If we ran the above code after reading a spreadsheet into the “df” variable that looked like this:

Name	Email	WorkEmail__c	SchoolEmail__c
Annie Appleton	aa@example.com	aa@work.com	aa@school.com
Andrew Appleton	aa@example.com	andrew@work.com	andrew@school.com
Berenice Benita	bb@example.com	bb@work.com	bb@school.com

Then the file we saved to, uniqueemails.csv, looks like this when opened (note that aa@example.com only appears once):

Emails
aa@example.com
bb@example.com
aa@work.com
andrew@work.com
bb@work.com
aa@school.com
andrew@school.com
bb@school.com

Note that the “.unique()” operation, which you can append to any “Series”-typed data, produces output that is not a Pandas Series (whereas “.dropna(),” for example, produces another Series as output).

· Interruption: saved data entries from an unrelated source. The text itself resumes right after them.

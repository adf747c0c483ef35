//! The four external contracts (§6) as a facade over the workflow engine
//! and the C1/C2 trait boundaries. There is no HTTP handler in this
//! workspace (§1) — this facade *is* the externally addressable surface.
use std::sync::Arc;

use serde::{Deserialize, Serialize};
use tokio::sync::Semaphore;
use tracing::warn;

use continent_cache::RedisHotCache;
use continent_core::canonical::checksum_of;
use continent_core::keys;
use continent_core::model::{
    DeltaRecord, PackagedSnapshot, Row, UserContext, VersionInfo, VersionStatus, CACHE_TTL_SECONDS,
    MAX_ROWS,
};
use continent_core::traits::{DurableStore, HotCache};
use continent_storage::PostgresGateway;
use continent_workflow::ingest::IngestRequest;
use continent_workflow::projection::{ProjectViewOutcome, ProjectionRequest};
use continent_workflow::{IngestWorkflow, ProjectionWorkflow};

use crate::error::ServiceError;
use crate::settings::Settings;

/// Default/maximum page size for `list_versions` (§6 item 3).
const DEFAULT_LIST_LIMIT: u32 = 10;
const MAX_LIST_LIMIT: u32 = 100;

/// Result of `start_ingest` (§6 item 1).
#[derive(Clone, Debug, PartialEq, Serialize, Deserialize)]
pub struct IngestStarted {
    pub workflow_id: String,
    pub version: String,
    pub checksum: String,
}

#[derive(Clone, Copy, Debug, PartialEq, Eq, Serialize, Deserialize)]
#[serde(rename_all = "lowercase")]
pub enum SnapshotSource {
    Cache,
    Database,
}

/// Result of `get_snapshot` (§6 item 2).
#[derive(Clone, Debug, PartialEq, Serialize, Deserialize)]
pub struct SnapshotResponse {
    pub source: SnapshotSource,
    pub data: PackagedSnapshot,
}

/// Result of `set_context` (§6 item 4): the projection workflow's outcome,
/// with the `workflow_id` it ran under attached for the caller's logs.
#[derive(Clone, Debug, PartialEq, Serialize, Deserialize)]
pub struct ContextSet {
    pub workflow_id: String,
    pub outcome: ProjectViewOutcome,
}

fn store_err<E: std::error::Error>(err: E) -> ServiceError {
    ServiceError::Store(err.to_string())
}

fn cache_err<E: std::error::Error>(err: E) -> ServiceError {
    ServiceError::Cache(err.to_string())
}

/// The externally addressable surface (§6), generic over the C1/C2 trait
/// boundaries so tests can swap in `continent_workflow::test_support`'s
/// in-memory fakes instead of a real Postgres + Redis pair.
pub struct ContinentService<D, C> {
    store: Arc<D>,
    cache: Arc<C>,
    ingest: IngestWorkflow<D, C>,
    projection: ProjectionWorkflow<D, C>,
    /// Bounds concurrent workflow executions to `Settings::worker_concurrency`
    /// (§5: "a bounded worker pool ... services workflow executions").
    permits: Arc<Semaphore>,
}

impl<D: DurableStore, C: HotCache> ContinentService<D, C> {
    pub fn new(store: Arc<D>, cache: Arc<C>, worker_concurrency: usize) -> Self {
        let ingest = IngestWorkflow::new(store.clone(), cache.clone());
        let projection = ProjectionWorkflow::new(store.clone(), cache.clone());
        Self {
            store,
            cache,
            ingest,
            projection,
            permits: Arc::new(Semaphore::new(worker_concurrency.max(1))),
        }
    }

    /// §6 item 1: computes the checksum and version identifier, then runs
    /// the ingest workflow to completion.
    pub async fn start_ingest(&self, dataset_id: &str, rows: Vec<Row>) -> Result<IngestStarted, ServiceError> {
        if dataset_id.is_empty() {
            return Err(ServiceError::InvalidInput("dataset_id must not be empty".into()));
        }
        if rows.is_empty() {
            return Err(ServiceError::InvalidInput("rows must not be empty".into()));
        }
        if rows.len() > MAX_ROWS {
            return Err(ServiceError::RowCountExceeded { n_rows: rows.len(), max: MAX_ROWS });
        }

        let ts = chrono::Utc::now().timestamp();
        let checksum = checksum_of(&rows);
        let version = format!("v{ts}.{}", &checksum[..8]);
        let workflow_id = format!("continent-{dataset_id}-{version}-{ts}");

        let _permit = self.permits.clone().acquire_owned().await.expect("semaphore is never closed");
        self.ingest
            .run(IngestRequest {
                dataset_id: dataset_id.to_owned(),
                version: version.clone(),
                checksum: checksum.clone(),
                rows,
                ts,
            })
            .await?;

        Ok(IngestStarted { workflow_id, version, checksum })
    }

    /// §6 item 2: cache-first read with database fallback; populates the
    /// cache on a miss before returning.
    pub async fn get_snapshot(
        &self,
        dataset_id: &str,
        version: Option<&str>,
    ) -> Result<SnapshotResponse, ServiceError> {
        let resolved_version = match version {
            Some(v) => v.to_owned(),
            None => match self.cache.get(&keys::latest(dataset_id)).await.map_err(cache_err)? {
                Some(bytes) => String::from_utf8(bytes)
                    .map_err(|_| ServiceError::MalformedCachePayload("latest-version key is not UTF-8".into()))?,
                None => self
                    .store
                    .latest_ready_version(dataset_id, None)
                    .await
                    .map_err(store_err)?
                    .ok_or_else(|| ServiceError::NotFound {
                        dataset_id: dataset_id.to_owned(),
                        version: "latest".to_owned(),
                    })?,
            },
        };

        if let Some(bytes) = self.cache.get(&keys::snapshot(dataset_id, &resolved_version)).await.map_err(cache_err)? {
            let snapshot: PackagedSnapshot = serde_json::from_slice(&bytes)
                .map_err(|err| ServiceError::MalformedCachePayload(err.to_string()))?;
            return Ok(SnapshotResponse { source: SnapshotSource::Cache, data: snapshot });
        }

        let record = self
            .store
            .get_version(dataset_id, &resolved_version)
            .await
            .map_err(store_err)?
            .filter(|v| v.status == VersionStatus::Ready)
            .ok_or_else(|| ServiceError::NotFound {
                dataset_id: dataset_id.to_owned(),
                version: resolved_version.clone(),
            })?;
        let rows = self.store.get_rows(dataset_id, &resolved_version).await.map_err(store_err)?;
        let snapshot = PackagedSnapshot {
            version: record.version.clone(),
            checksum: record.checksum.clone(),
            ts: record.ts,
            count: rows.len(),
            rows,
            parent_version: record.parent_version.clone(),
            diff_checksum: record.diff_checksum.clone(),
        };

        let payload = serde_json::to_vec(&snapshot).expect("PackagedSnapshot always serializes");
        if let Err(err) = self
            .cache
            .set_with_ttl(&keys::snapshot(dataset_id, &resolved_version), &payload, CACHE_TTL_SECONDS)
            .await
        {
            warn!(dataset_id, version = %resolved_version, %err, "failed to populate snapshot cache after database read");
        }
        if let Err(err) = self
            .cache
            .set_with_ttl(&keys::latest(dataset_id), resolved_version.as_bytes(), CACHE_TTL_SECONDS)
            .await
        {
            warn!(dataset_id, version = %resolved_version, %err, "failed to populate latest-version cache after database read");
        }

        Ok(SnapshotResponse { source: SnapshotSource::Database, data: snapshot })
    }

    /// §6 item 3: the newest `limit` (default 10, max 100) `ready` versions.
    pub async fn list_versions(&self, dataset_id: &str, limit: Option<u32>) -> Result<Vec<VersionInfo>, ServiceError> {
        let limit = limit.unwrap_or(DEFAULT_LIST_LIMIT).clamp(1, MAX_LIST_LIMIT);
        self.store.list_ready_versions(dataset_id, limit).await.map_err(store_err)
    }

    /// §6 item 3.
    pub async fn get_deltas(&self, dataset_id: &str, version: &str) -> Result<Vec<DeltaRecord>, ServiceError> {
        self.store.get_deltas(dataset_id, version).await.map_err(store_err)
    }

    /// §6 item 3: validates both endpoints are `ready`, then returns the
    /// deltas stored against `to_version`. Applying them atop the caller's
    /// local copy of `from_version` is the caller's responsibility.
    pub async fn get_incremental(
        &self,
        dataset_id: &str,
        from_version: &str,
        to_version: &str,
    ) -> Result<Vec<DeltaRecord>, ServiceError> {
        for v in [from_version, to_version] {
            let ready = self
                .store
                .get_version(dataset_id, v)
                .await
                .map_err(store_err)?
                .map(|rec| rec.status == VersionStatus::Ready)
                .unwrap_or(false);
            if !ready {
                return Err(ServiceError::NotFound { dataset_id: dataset_id.to_owned(), version: v.to_owned() });
            }
        }
        self.store.get_deltas(dataset_id, to_version).await.map_err(store_err)
    }

    /// §6 item 4: enqueues (here: runs to completion) a projection workflow
    /// for `(user_id, dataset_id)`.
    pub async fn set_context(
        &self,
        user_id: &str,
        dataset_id: &str,
        mut ctx: UserContext,
    ) -> Result<ContextSet, ServiceError> {
        let ts = chrono::Utc::now().timestamp();
        ctx.ts = ts;
        let workflow_id = format!("uctx-{user_id}-{dataset_id}-{ts}");

        let _permit = self.permits.clone().acquire_owned().await.expect("semaphore is never closed");
        let outcome = self
            .projection
            .run(ProjectionRequest { user_id: user_id.to_owned(), dataset_id: dataset_id.to_owned(), ctx })
            .await?;

        Ok(ContextSet { workflow_id, outcome })
    }
}

impl ContinentService<PostgresGateway, RedisHotCache> {
    /// Production wiring: a `deadpool`-backed Postgres gateway sized to
    /// `Settings::worker_concurrency`, plus a `redis` connection-manager
    /// cache client.
    pub async fn connect(settings: &Settings) -> Result<Self, ServiceError> {
        let store = PostgresGateway::new(&settings.database_url, settings.worker_concurrency)
            .map_err(store_err)?;
        let cache = RedisHotCache::connect(&settings.redis_url).await.map_err(cache_err)?;
        Ok(Self::new(Arc::new(store), Arc::new(cache), settings.worker_concurrency))
    }
}
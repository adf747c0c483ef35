//! Storage-agnostic core of the versioned dataset distribution engine:
//! data model, canonical serialization, the diff engine (C4), projection
//! (C5 business logic), and the trait boundaries `continent-storage` (C1)
//! and `continent-cache` (C2) implement.

pub mod canonical;
pub mod diff;
pub mod grammar;
pub mod keys;
pub mod model;
pub mod projection;
pub mod traits;
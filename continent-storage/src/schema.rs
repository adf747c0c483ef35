// @generated by hand, mirroring this crate's migrations/ directory.
diesel::table! {
    versions (id) {
        id -> BigInt,
        dataset_id -> Text,
        version -> Text,
        checksum -> Text,
        ts -> BigInt,
        parent_version -> Nullable<Text>,
        diff_checksum -> Nullable<Text>,
        status -> Text,
    }
}

diesel::table! {
    rows (id) {
        id -> BigInt,
        dataset_id -> Text,
        version -> Text,
        ordinal -> BigInt,
        item -> Jsonb,
    }
}

diesel::table! {
    deltas (id) {
        id -> BigInt,
        dataset_id -> Text,
        version -> Text,
        kind -> Text,
        item_id -> Text,
        old_item -> Nullable<Jsonb>,
        new_item -> Nullable<Jsonb>,
        ts -> BigInt,
    }
}

diesel::table! {
    cache (dataset_id, version) {
        dataset_id -> Text,
        version -> Text,
        data -> Jsonb,
        checksum -> Text,
        ts -> BigInt,
        expires_at -> BigInt,
    }
}

diesel::table! {
    user_contexts (user_id, dataset_id) {
        user_id -> Text,
        dataset_id -> Text,
        ctx -> Jsonb,
        ts -> BigInt,
    }
}

diesel::table! {
    user_views (id) {
        id -> BigInt,
        user_id -> Text,
        dataset_id -> Text,
        version -> Text,
        ordinal -> BigInt,
        item -> Jsonb,
        ts -> BigInt,
    }
}

diesel::allow_tables_to_appear_in_same_query!(versions, rows, deltas, cache, user_contexts, user_views);
#[cfg(test)]
mod tests {
    use super::*;
    use crate::test_support::{FakeCache, FakeStore};
    use pretty_assertions::assert_eq;
    use serde_json::json;

    #[tokio::test]
    async fn first_version_commits_all_adds_with_no_parent() {
        let store = Arc::new(FakeStore::default());
        let cache = Arc::new(FakeCache::default());
        let workflow = IngestWorkflow::new(store.clone(), cache.clone());

        let rows = vec![json!({"id": 1, "s": "a"}), json!({"id": 2, "s": "b"})];
        let req = IngestRequest {
            dataset_id: "D1".into(),
            version: "v1.aaaaaaaa".into(),
            checksum: "c1".into(),
            rows,
            ts: 100,
        };

        let outcome = workflow.run(req).await.expect("ingest succeeds");
        assert_eq!(outcome.parent_version, None);
        assert_eq!(outcome.diff_count, 2);

        let version = store.get_version("D1", "v1.aaaaaaaa").await.unwrap().unwrap();
        assert_eq!(version.status, VersionStatus::Ready);
        assert_eq!(store.get_rows("D1", "v1.aaaaaaaa").await.unwrap().len(), 2);
    }

    #[tokio::test]
    async fn reingest_identical_checksum_is_a_no_op() {
        let store = Arc::new(FakeStore::default());
        let cache = Arc::new(FakeCache::default());
        let workflow = IngestWorkflow::new(store.clone(), cache.clone());

        let rows = vec![json!({"id": 1, "s": "a"})];
        let req = IngestRequest {
            dataset_id: "D1".into(),
            version: "v1.aaaaaaaa".into(),
            checksum: "c1".into(),
            rows: rows.clone(),
            ts: 100,
        };
        workflow.run(req.clone()).await.expect("first ingest succeeds");
        let deltas_after_first = store.get_deltas("D1", "v1.aaaaaaaa").await.unwrap().len();

        workflow.run(req).await.expect("reingest is idempotent");
        let deltas_after_second = store.get_deltas("D1", "v1.aaaaaaaa").await.unwrap().len();
        assert_eq!(deltas_after_first, deltas_after_second);
    }

    #[tokio::test]
    async fn reingest_divergent_checksum_fails_terminally() {
        let store = Arc::new(FakeStore::default());
        let cache = Arc::new(FakeCache::default());
        let workflow = IngestWorkflow::new(store.clone(), cache.clone());

        let req = IngestRequest {
            dataset_id: "D1".into(),
            version: "v1.aaaaaaaa".into(),
            checksum: "c1".into(),
            rows: vec![json!({"id": 1})],
            ts: 100,
        };
        workflow.run(req).await.expect("first ingest succeeds");

        let divergent = IngestRequest {
            dataset_id: "D1".into(),
            version: "v1.aaaaaaaa".into(),
            checksum: "c2".into(),
            rows: vec![json!({"id": 1}), json!({"id": 2})],
            ts: 101,
        };
        let err = workflow.run(divergent).await.expect_err("checksum diverges");
        assert!(matches!(err, WorkflowError::ChecksumMismatch { .. }));
    }

    #[tokio::test]
    async fn rejects_oversized_row_counts() {
        let store = Arc::new(FakeStore::default());
        let cache = Arc::new(FakeCache::default());
        let workflow = IngestWorkflow::new(store, cache);

        let rows: Vec<Row> = (0..MAX_ROWS + 1).map(|i| json!({"id": i})).collect();
        let req = IngestRequest {
            dataset_id: "D1".into(),
            version: "v1.aaaaaaaa".into(),
            checksum: "c1".into(),
            rows,
            ts: 100,
        };
        let err = workflow.run(req).await.expect_err("row count exceeds maximum");
        assert!(matches!(err, WorkflowError::InvalidInput(_)));
    }
}
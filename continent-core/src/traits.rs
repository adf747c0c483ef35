//! Trait boundaries for C1 (Durable Store) and C2 (Hot Cache).
//!
//! These are the seams `continent-storage` and `continent-cache` implement
//! and `continent-workflow` depends on only through `dyn`/generic bounds —
//! mirroring this organization's existing gateway-trait split between a
//! storage-agnostic core and a Postgres-specific implementation.
use async_trait::async_trait;

use crate::model::{
    DeltaRecord, PackagedSnapshot, Row, UserContext, VersionInfo, VersionRecord, VersionStatus,
};

/// C1: the only authoritative store (§4.1).
#[async_trait]
pub trait DurableStore: Send + Sync {
    type Error: std::error::Error + Send + Sync + 'static;

    /// Inserts or overwrites a version row. Returns the record as persisted.
    async fn upsert_version(
        &self,
        dataset_id: &str,
        version: &str,
        checksum: &str,
        ts: i64,
        parent_version: Option<&str>,
        diff_checksum: Option<&str>,
        status: VersionStatus,
    ) -> Result<VersionRecord, Self::Error>;

    /// Looks up a single version record regardless of status.
    async fn get_version(
        &self,
        dataset_id: &str,
        version: &str,
    ) -> Result<Option<VersionRecord>, Self::Error>;

    /// Atomically clears and writes the row sequence for a version, in
    /// batches of 1,000 (§4.1).
    async fn replace_rows(
        &self,
        dataset_id: &str,
        version: &str,
        rows: &[Row],
    ) -> Result<(), Self::Error>;

    /// Bulk-appends delta records in batches of 500 (§4.1). Implementations
    /// must make repeated calls for the same `(dataset_id, version)`
    /// idempotent (§4.3: clear-then-insert, or a primary key on
    /// `(dataset_id, version, item_id, kind)`).
    async fn append_deltas(
        &self,
        dataset_id: &str,
        version: &str,
        deltas: &[DeltaRecord],
    ) -> Result<(), Self::Error>;

    /// The `ready` version with the greatest `ts` for `dataset_id`, ties
    /// broken by `version` lexicographically descending. `exclude_version`,
    /// when set, omits that one version from consideration — used by the
    /// diff step so a reingest of an already-`ready` version resolves its
    /// parent the same way the original ingest did, rather than naming
    /// itself its own parent.
    async fn latest_ready_version(
        &self,
        dataset_id: &str,
        exclude_version: Option<&str>,
    ) -> Result<Option<String>, Self::Error>;

    async fn get_rows(&self, dataset_id: &str, version: &str) -> Result<Vec<Row>, Self::Error>;

    async fn get_deltas(
        &self,
        dataset_id: &str,
        version: &str,
    ) -> Result<Vec<DeltaRecord>, Self::Error>;

    /// The newest `limit` `ready` versions, descending `ts`.
    async fn list_ready_versions(
        &self,
        dataset_id: &str,
        limit: u32,
    ) -> Result<Vec<VersionInfo>, Self::Error>;

    async fn upsert_user_context(
        &self,
        user_id: &str,
        dataset_id: &str,
        ctx: &UserContext,
    ) -> Result<(), Self::Error>;

    async fn get_user_context(
        &self,
        user_id: &str,
        dataset_id: &str,
    ) -> Result<Option<UserContext>, Self::Error>;

    /// Rewrites `user_views` for `(user_id, dataset_id, version)` end to end.
    async fn replace_user_view(
        &self,
        user_id: &str,
        dataset_id: &str,
        version: &str,
        rows: &[Row],
    ) -> Result<(), Self::Error>;

    /// Best-effort mirror of the packaged snapshot written to the Hot Cache.
    /// Callers treat failure here as non-fatal (§4.1).
    async fn upsert_cache_mirror(
        &self,
        dataset_id: &str,
        version: &str,
        snapshot: &PackagedSnapshot,
        expires_at: i64,
    ) -> Result<(), Self::Error>;
}

/// C2: low-latency key/value + pub/sub fabric (§4.2).
#[async_trait]
pub trait HotCache: Send + Sync {
    type Error: std::error::Error + Send + Sync + 'static;

    /// Atomic "first writer wins". Returns `true` iff the key did not
    /// previously exist.
    async fn setnx_with_ttl(
        &self,
        key: &str,
        value: &[u8],
        ttl_seconds: u64,
    ) -> Result<bool, Self::Error>;

    async fn set_with_ttl(
        &self,
        key: &str,
        value: &[u8],
        ttl_seconds: u64,
    ) -> Result<(), Self::Error>;

    async fn get(&self, key: &str) -> Result<Option<Vec<u8>>, Self::Error>;

    async fn hset_mapping(
        &self,
        key: &str,
        mapping: &[(String, Vec<u8>)],
    ) -> Result<(), Self::Error>;

    /// Best-effort fanout; delivery is not guaranteed (§4.2).
    async fn publish(&self, topic: &str, payload: &[u8]) -> Result<(), Self::Error>;
}
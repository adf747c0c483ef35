use thiserror::Error;

#[derive(Debug, Error)]
pub enum StorageError {
    #[error("database error: {0}")]
    Database(#[from] diesel::result::Error),

    #[error("connection pool error: {0}")]
    Pool(#[from] diesel_async::pooled_connection::deadpool::PoolError),

    #[error("checksum mismatch for {dataset_id}:{version}: existing ready version has checksum {existing}, got {supplied}")]
    ChecksumMismatch { dataset_id: String, version: String, existing: String, supplied: String },

    #[error("{dataset_id}:{version} not found or not ready")]
    NotFound { dataset_id: String, version: String },

    #[error("migration error: {0}")]
    Migration(#[from] Box<dyn std::error::Error + Send + Sync>),
}
//! Decimal normalisation of raw token amounts.
//!
//! Raw amounts are split into whole and fractional parts before converting to
//! `f64`, so 18-decimal balances well above 2^53 wei keep their fractional
//! precision.

use alloy::primitives::U256;

/// Pre-computed powers of 10 for fast decimal conversion
const POW10: [u128; 39] = [
    1,
    10,
    100,
    1_000,
    10_000,
    100_000,
    1_000_000,
    10_000_000,
    100_000_000,
    1_000_000_000,
    10_000_000_000,
    100_000_000_000,
    1_000_000_000_000,
    10_000_000_000_000,
    100_000_000_000_000,
    1_000_000_000_000_000,
    10_000_000_000_000_000,
    100_000_000_000_000_000,
    1_000_000_000_000_000_000,
    10_000_000_000_000_000_000,
    100_000_000_000_000_000_000,
    1_000_000_000_000_000_000_000,
    10_000_000_000_000_000_000_000,
    100_000_000_000_000_000_000_000,
    1_000_000_000_000_000_000_000_000,
    10_000_000_000_000_000_000_000_000,
    100_000_000_000_000_000_000_000_000,
    1_000_000_000_000_000_000_000_000_000,
    10_000_000_000_000_000_000_000_000_000,
    100_000_000_000_000_000_000_000_000_000,
    1_000_000_000_000_000_000_000_000_000_000,
    10_000_000_000_000_000_000_000_000_000_000,
    100_000_000_000_000_000_000_000_000_000_000,
    1_000_000_000_000_000_000_000_000_000_000_000,
    10_000_000_000_000_000_000_000_000_000_000_000,
    100_000_000_000_000_000_000_000_000_000_000_000,
    1_000_000_000_000_000_000_000_000_000_000_000_000,
    10_000_000_000_000_000_000_000_000_000_000_000_000,
    100_000_000_000_000_000_000_000_000_000_000_000_000,
];

/// Power of 10 as U256 (table lookup up to 10^38)
#[inline(always)]
pub fn pow10(exp: u8) -> U256 {
    if exp < 39 {
        U256::from(POW10[exp as usize])
    } else {
        U256::from(10u64).pow(U256::from(exp))
    }
}

/// Lossy U256 to f64, limb by limb.
#[inline]
pub fn u256_to_f64(value: U256) -> f64 {
    if value <= U256::from(u128::MAX) {
        return value.to::<u128>() as f64;
    }
    value
        .as_limbs()
        .iter()
        .rev()
        .fold(0.0, |acc, limb| acc * 18_446_744_073_709_551_616.0 + *limb as f64)
}

/// Convert a raw on-chain amount to a decimal by dividing out `10^decimals`.
pub fn to_decimal(raw: U256, decimals: u8) -> f64 {
    let scale = pow10(decimals);
    let whole = raw / scale;
    let frac = raw % scale;
    u256_to_f64(whole) + u256_to_f64(frac) / u256_to_f64(scale)
}
//! Retry with exponential backoff for errors that classify themselves.

use std::future::Future;
use std::time::Duration;
use tokio_util::sync::CancellationToken;
use tracing::{debug, warn};

use watcher_chain::ChainError;

use crate::error::ValuationError;

/// Errors that know whether another attempt could succeed.
pub trait Retryable {
    fn is_retryable(&self) -> bool;
}

impl Retryable for ValuationError {
    fn is_retryable(&self) -> bool {
        ValuationError::is_retryable(self)
    }
}

impl Retryable for ChainError {
    fn is_retryable(&self) -> bool {
        self.is_transient()
    }
}

/// Retry configuration
#[derive(Debug, Clone)]
pub struct RetryPolicy {
    /// Total attempts, including the first
    pub max_attempts: u32,
    pub initial_delay: Duration,
    pub max_delay: Duration,
    pub backoff_factor: f64,
}

impl Default for RetryPolicy {
    fn default() -> Self {
        Self {
            max_attempts: 3,
            initial_delay: Duration::from_millis(500),
            max_delay: Duration::from_secs(5),
            backoff_factor: 2.0,
        }
    }
}

impl RetryPolicy {
    pub fn with_attempts(max_attempts: u32) -> Self {
        Self {
            max_attempts: max_attempts.max(1),
            ..Default::default()
        }
    }
}

/// Run `f` until it succeeds, fails with a non-retryable error, or the
/// attempts are used up. The last error is returned.
///
/// Once `shutdown` is cancelled no further attempt starts and a pending
/// backoff ends early; the error in hand is returned.
pub async fn with_retry<T, E, F, Fut>(
    policy: &RetryPolicy,
    shutdown: &CancellationToken,
    operation: &str,
    mut f: F,
) -> Result<T, E>
where
    E: Retryable + std::fmt::Display,
    F: FnMut() -> Fut,
    Fut: Future<Output = Result<T, E>>,
{
    let mut attempt = 0;
    let mut delay = policy.initial_delay;

    loop {
        attempt += 1;
        match f().await {
            Ok(value) => return Ok(value),
            Err(err) => {
                if !err.is_retryable() {
                    return Err(err);
                }
                if attempt >= policy.max_attempts {
                    warn!(operation, attempts = attempt, error = %err, "Giving up after retries");
                    return Err(err);
                }
                if shutdown.is_cancelled() {
                    debug!(operation, attempt, "Shutdown requested, not retrying");
                    return Err(err);
                }

                debug!(
                    operation,
                    attempt,
                    max_attempts = policy.max_attempts,
                    delay_ms = delay.as_millis(),
                    error = %err,
                    "Attempt failed, retrying"
                );
                tokio::select! {
                    _ = tokio::time::sleep(delay) => {}
                    _ = shutdown.cancelled() => {
                        debug!(operation, attempt, "Shutdown requested during backoff");
                        return Err(err);
                    }
                }
                delay = delay.mul_f64(policy.backoff_factor).min(policy.max_delay);
            }
        }
    }
}

#[cfg(test)]
mod tests {
    use super::*;
    use alloy::primitives::Address;
    use std::sync::atomic::{AtomicU32, Ordering};
    use std::sync::Arc;

    fn fast(max_attempts: u32) -> RetryPolicy {
        RetryPolicy {
            max_attempts,
            initial_delay: Duration::from_millis(1),
            max_delay: Duration::from_millis(5),
            backoff_factor: 2.0,
        }
    }

    fn outage() -> ValuationError {
        ValuationError::ChainUnavailable {
            pair: Address::ZERO,
            source: ChainError::Transport("timeout".into()),
        }
    }

    #[tokio::test]
    async fn test_succeeds_on_last_attempt() {
        let counter = Arc::new(AtomicU32::new(0));
        let counter_clone = counter.clone();

        let result = with_retry(&fast(3), &CancellationToken::new(), "value", || {
            let count = counter_clone.fetch_add(1, Ordering::SeqCst);
            async move {
                if count < 2 {
                    Err(outage())
                } else {
                    Ok(42)
                }
            }
        })
        .await;

        assert_eq!(result.unwrap(), 42);
        assert_eq!(counter.load(Ordering::SeqCst), 3);
    }

    #[tokio::test]
    async fn test_gives_up_after_max_attempts() {
        let counter = Arc::new(AtomicU32::new(0));
        let counter_clone = counter.clone();

        let result = with_retry(&fast(3), &CancellationToken::new(), "value", || {
            counter_clone.fetch_add(1, Ordering::SeqCst);
            async { Err::<i32, _>(outage()) }
        })
        .await;

        assert!(matches!(result, Err(ValuationError::ChainUnavailable { .. })));
        assert_eq!(counter.load(Ordering::SeqCst), 3);
    }

    #[tokio::test]
    async fn test_non_retryable_fails_immediately() {
        let counter = Arc::new(AtomicU32::new(0));
        let counter_clone = counter.clone();

        let result = with_retry(&fast(3), &CancellationToken::new(), "value", || {
            counter_clone.fetch_add(1, Ordering::SeqCst);
            async { Err::<i32, _>(ValuationError::EmptyPool(Address::ZERO)) }
        })
        .await;

        assert!(result.is_err());
        assert_eq!(counter.load(Ordering::SeqCst), 1);
    }

    #[tokio::test]
    async fn test_cancelled_shutdown_stops_retries() {
        let shutdown = CancellationToken::new();
        let counter = Arc::new(AtomicU32::new(0));
        let counter_clone = counter.clone();
        let slow = RetryPolicy {
            initial_delay: Duration::from_secs(30),
            ..fast(3)
        };

        let result = tokio::time::timeout(
            Duration::from_secs(1),
            with_retry(&slow, &shutdown, "value", || {
                counter_clone.fetch_add(1, Ordering::SeqCst);
                shutdown.cancel();
                async { Err::<i32, _>(outage()) }
            }),
        )
        .await
        .expect("retry loop kept running after shutdown");

        assert!(matches!(result, Err(ValuationError::ChainUnavailable { .. })));
        assert_eq!(counter.load(Ordering::SeqCst), 1);
    }

    #[tokio::test]
    async fn test_shutdown_interrupts_backoff() {
        let shutdown = CancellationToken::new();
        let counter = Arc::new(AtomicU32::new(0));
        let counter_clone = counter.clone();
        let slow = RetryPolicy {
            initial_delay: Duration::from_secs(30),
            ..fast(3)
        };

        let trigger = shutdown.clone();
        tokio::spawn(async move {
            tokio::time::sleep(Duration::from_millis(20)).await;
            trigger.cancel();
        });

        let result = tokio::time::timeout(
            Duration::from_secs(1),
            with_retry(&slow, &shutdown, "value", || {
                counter_clone.fetch_add(1, Ordering::SeqCst);
                async { Err::<i32, _>(outage()) }
            }),
        )
        .await
        .expect("backoff was not interrupted");

        assert!(result.is_err());
        assert_eq!(counter.load(Ordering::SeqCst), 1);
    }

    #[test]
    fn test_zero_attempts_clamped() {
        assert_eq!(RetryPolicy::with_attempts(0).max_attempts, 1);
    }
}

It’s yet another list-like data structure called a numpy.ndarray.

To write back to disk as a 1-column CSV or Excel file, we’ll want to turn it back into a Series, which is what we do on the last line (giving the first column the name “Emails” because that feels like a good name), so we can take advantage of “.to_csv(...).”

If instead we had put uniquenonnullemails_ndarray inside print(...), we would have seen the data surrounded by square brackets, separated by a space but no commas. If we had wanted commas as a separator, we would have put it inside of print(list(...)) to form print(list(uniquenonnullemails_ndarray)).

Example 2: List all unique e-mail addresses between 2 spreadsheets, whether they be under #1’s “`Email`,” “`WorkEmailc`,” or “`SchoolEmailc`” columns, or under #2’s “`EMAILADDR`,” “`EMAIL2C`,” “`EMAIL3C`,” or “`EMAIL4__C`” columns.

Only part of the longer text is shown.